Collected data
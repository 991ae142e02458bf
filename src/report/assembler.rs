use chrono::Utc;
use indexmap::IndexMap;

use crate::classifier::ClassifierSuggestion;
use crate::models::error::Severity;
use crate::models::invoice::Invoice;
use crate::models::money::fmt_money;
use crate::models::report::{
    AuditSummary, FinancialImpact, InvoiceHeader, InvoiceStatus, ItemView, LegalCitation,
    OperationView, ReportMetadata, ReportTree, ValidationSummary,
};

/// 报告组装器 (Report Assembler)
///
/// 同一聚合状态的两个确定性视图: 结构树与叙述文档。
/// 叙述文档是结构树的纯投影, 永远不是独立事实来源。
pub struct ReportAssembler {
    version: String,
}

impl ReportAssembler {
    pub fn new() -> Self {
        Self {
            version: env!("CARGO_PKG_VERSION").to_string(),
        }
    }

    pub fn assemble(
        &self,
        invoice: &Invoice,
        summary: &AuditSummary,
        status: InvoiceStatus,
        suggestions: Vec<ClassifierSuggestion>,
    ) -> ReportTree {
        let mut errors_by_type: IndexMap<String, usize> = IndexMap::new();
        for error in &invoice.validation_errors {
            *errors_by_type
                .entry(error.namespace().to_string())
                .or_insert(0) += 1;
        }

        let mut citations: IndexMap<String, usize> = IndexMap::new();
        for error in &invoice.validation_errors {
            if !error.legal_reference.is_empty() {
                *citations.entry(error.legal_reference.clone()).or_insert(0) += 1;
            }
        }

        let items = invoice
            .items
            .iter()
            .map(|item| ItemView {
                number: item.number,
                product_code: item.product_code.clone(),
                description: item.description.clone(),
                ncm: item.normalized_ncm(),
                cfop: item.normalized_cfop(),
                quantity: item.quantity.clone(),
                unit_price: item.unit_price.clone(),
                line_total: item.line_total.clone(),
                pis: item.pis.clone(),
                cofins: item.cofins.clone(),
                error_count: invoice
                    .validation_errors
                    .iter()
                    .filter(|e| e.item_number == Some(item.number))
                    .count(),
            })
            .collect();

        ReportTree {
            metadata: ReportMetadata {
                report_version: self.version.clone(),
                generated_at: Utc::now(),
            },
            invoice: InvoiceHeader {
                access_key: invoice.access_key.clone(),
                number: invoice.number.clone(),
                series: invoice.series.clone(),
                issued_at: invoice.issued_at,
                issuer: invoice.issuer.clone(),
                recipient: invoice.recipient.clone(),
                operation: OperationView {
                    nature: invoice.nature,
                    interstate: invoice.is_interstate(),
                    origin_uf: invoice.issuer.uf.clone(),
                    destination_uf: invoice.recipient.uf.clone(),
                },
            },
            summary: ValidationSummary {
                status,
                total_errors: summary.total_errors,
                by_severity: summary.by_severity.clone(),
                financial_impact: FinancialImpact {
                    total: summary.total_impact.clone(),
                    currency: "BRL".to_string(),
                },
            },
            errors: invoice.validation_errors.clone(),
            errors_by_type,
            items,
            totals: invoice.totals.clone(),
            recommendations: summary.recommendations.clone(),
            legal_references: citations
                .into_iter()
                .map(|(reference, occurrences)| LegalCitation {
                    reference,
                    occurrences,
                })
                .collect(),
            suggestions,
        }
    }

    /// 叙述文档: 只读取结构树, 固定节序
    /// (摘要 -> 按严重级别降序的错误明细 -> 按源顺序的行明细 -> 建议 -> 合计)
    pub fn render_markdown(tree: &ReportTree) -> String {
        let mut md = Vec::new();

        md.push("# FISCAL AUDIT REPORT".to_string());
        md.push(format!(
            "*Version {} - generated at {}*",
            tree.metadata.report_version,
            tree.metadata.generated_at.format("%Y-%m-%d %H:%M:%S UTC")
        ));
        md.push(String::new());
        md.push(format!("**Access key:** `{}`  ", tree.invoice.access_key));
        md.push(format!(
            "**Invoice:** {} / series {}  ",
            tree.invoice.number, tree.invoice.series
        ));
        md.push(format!(
            "**Issuer:** {} ({})  ",
            tree.invoice.issuer.legal_name, tree.invoice.issuer.uf
        ));
        md.push(format!(
            "**Recipient:** {} ({})  ",
            tree.invoice.recipient.legal_name, tree.invoice.recipient.uf
        ));
        let operation = if tree.invoice.operation.interstate {
            format!(
                "INTERSTATE ({} -> {})",
                tree.invoice.operation.origin_uf, tree.invoice.operation.destination_uf
            )
        } else {
            format!("INTERNAL ({})", tree.invoice.operation.origin_uf)
        };
        md.push(format!(
            "**Operation:** {} - {}",
            tree.invoice.operation.nature, operation
        ));
        md.push(String::new());

        // 摘要
        md.push("## Summary".to_string());
        md.push(String::new());
        md.push(format!("**Status:** {}", tree.summary.status));
        md.push(format!(
            "**Total findings:** {}",
            tree.summary.total_errors
        ));
        if tree.summary.total_errors > 0 {
            md.push(String::new());
            md.push("| Severity | Count |".to_string());
            md.push("|----------|-------|".to_string());
            md.push(format!("| CRITICAL | {} |", tree.summary.by_severity.critical));
            md.push(format!("| ERROR | {} |", tree.summary.by_severity.error));
            md.push(format!("| WARNING | {} |", tree.summary.by_severity.warning));
            md.push(format!("| INFO | {} |", tree.summary.by_severity.info));
        }
        md.push(String::new());
        md.push(format!(
            "**Financial impact:** R$ {} ({})",
            fmt_money(&tree.summary.financial_impact.total),
            tree.summary.financial_impact.currency
        ));
        md.push(String::new());

        // 错误明细: 最严重的在前
        if !tree.errors.is_empty() {
            md.push("## Findings".to_string());
            md.push(String::new());
            for severity in [
                Severity::Critical,
                Severity::Error,
                Severity::Warning,
                Severity::Info,
            ] {
                let group: Vec<_> = tree
                    .errors
                    .iter()
                    .filter(|e| e.severity == severity)
                    .collect();
                if group.is_empty() {
                    continue;
                }
                md.push(format!("### {}", severity));
                md.push(String::new());
                for (i, error) in group.iter().enumerate() {
                    md.push(format!("{}. **{}** - {}", i + 1, error.code, error.message));
                    md.push(format!("   - field: `{}`", error.field));
                    if let Some(item) = error.item_number {
                        md.push(format!("   - item: #{}", item));
                    }
                    if let Some(actual) = &error.actual_value {
                        md.push(format!("   - actual: `{}`", actual));
                    }
                    if let Some(expected) = &error.expected_value {
                        md.push(format!("   - expected: `{}`", expected));
                    }
                    if let Some(impact) = &error.financial_impact {
                        md.push(format!("   - impact: R$ {}", fmt_money(impact)));
                    }
                    if !error.legal_reference.is_empty() {
                        md.push(format!("   - legal basis: {}", error.legal_reference));
                    }
                    if let Some(suggestion) = &error.suggestion {
                        md.push(format!("   - suggestion: {}", suggestion));
                    }
                }
                md.push(String::new());
            }
        }

        // 行明细: 源顺序
        md.push("## Items".to_string());
        md.push(String::new());
        for item in &tree.items {
            md.push(format!("### Item {}: {}", item.number, item.description));
            md.push(format!(
                "- NCM {} | CFOP {} | {} x R$ {} = R$ {}",
                item.ncm,
                item.cfop,
                item.quantity,
                fmt_money(&item.unit_price),
                fmt_money(&item.line_total)
            ));
            md.push(format!(
                "- PIS: CST {} | {}% | R$ {}",
                item.pis.cst,
                item.pis.rate,
                fmt_money(&item.pis.value)
            ));
            md.push(format!(
                "- COFINS: CST {} | {}% | R$ {}",
                item.cofins.cst,
                item.cofins.rate,
                fmt_money(&item.cofins.value)
            ));
            if item.error_count > 0 {
                md.push(format!("- findings on this item: {}", item.error_count));
            }
            md.push(String::new());
        }

        // 建议
        if !tree.recommendations.is_empty() {
            md.push("## Recommendations".to_string());
            md.push(String::new());
            for (i, rec) in tree.recommendations.iter().enumerate() {
                md.push(format!("{}. {}", i + 1, rec));
            }
            md.push(String::new());
        }

        // 分类器建议 (显式请求时才存在)
        if !tree.suggestions.is_empty() {
            md.push("## Classifier suggestions".to_string());
            md.push(String::new());
            for s in &tree.suggestions {
                md.push(format!(
                    "- item #{}: {} -> {} (confidence {}%) - {}",
                    s.item_number,
                    s.current_code,
                    s.verdict.suggested_code,
                    s.verdict.confidence,
                    s.verdict.rationale
                ));
            }
            md.push(String::new());
        }

        // 合计
        md.push("## Invoice totals".to_string());
        md.push(String::new());
        md.push("| Description | Value |".to_string());
        md.push("|-------------|------:|".to_string());
        md.push(format!(
            "| Products | R$ {} |",
            fmt_money(&tree.totals.products_total)
        ));
        if let Some(pis) = &tree.totals.pis_total {
            md.push(format!("| PIS | R$ {} |", fmt_money(pis)));
        }
        if let Some(cofins) = &tree.totals.cofins_total {
            md.push(format!("| COFINS | R$ {} |", fmt_money(cofins)));
        }
        if let Some(icms) = &tree.totals.icms_total {
            md.push(format!("| ICMS | R$ {} |", fmt_money(icms)));
        }
        if let Some(total) = &tree.totals.invoice_total {
            md.push(format!("| **Invoice total** | **R$ {}** |", fmt_money(total)));
        }

        md.join("\n")
    }
}

impl Default for ReportAssembler {
    fn default() -> Self {
        Self::new()
    }
}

[About this exercise]: Going through the records above line by line, count those that hold the word "ClassifierSuggestion", and answer with the number only.

[Written response]: 2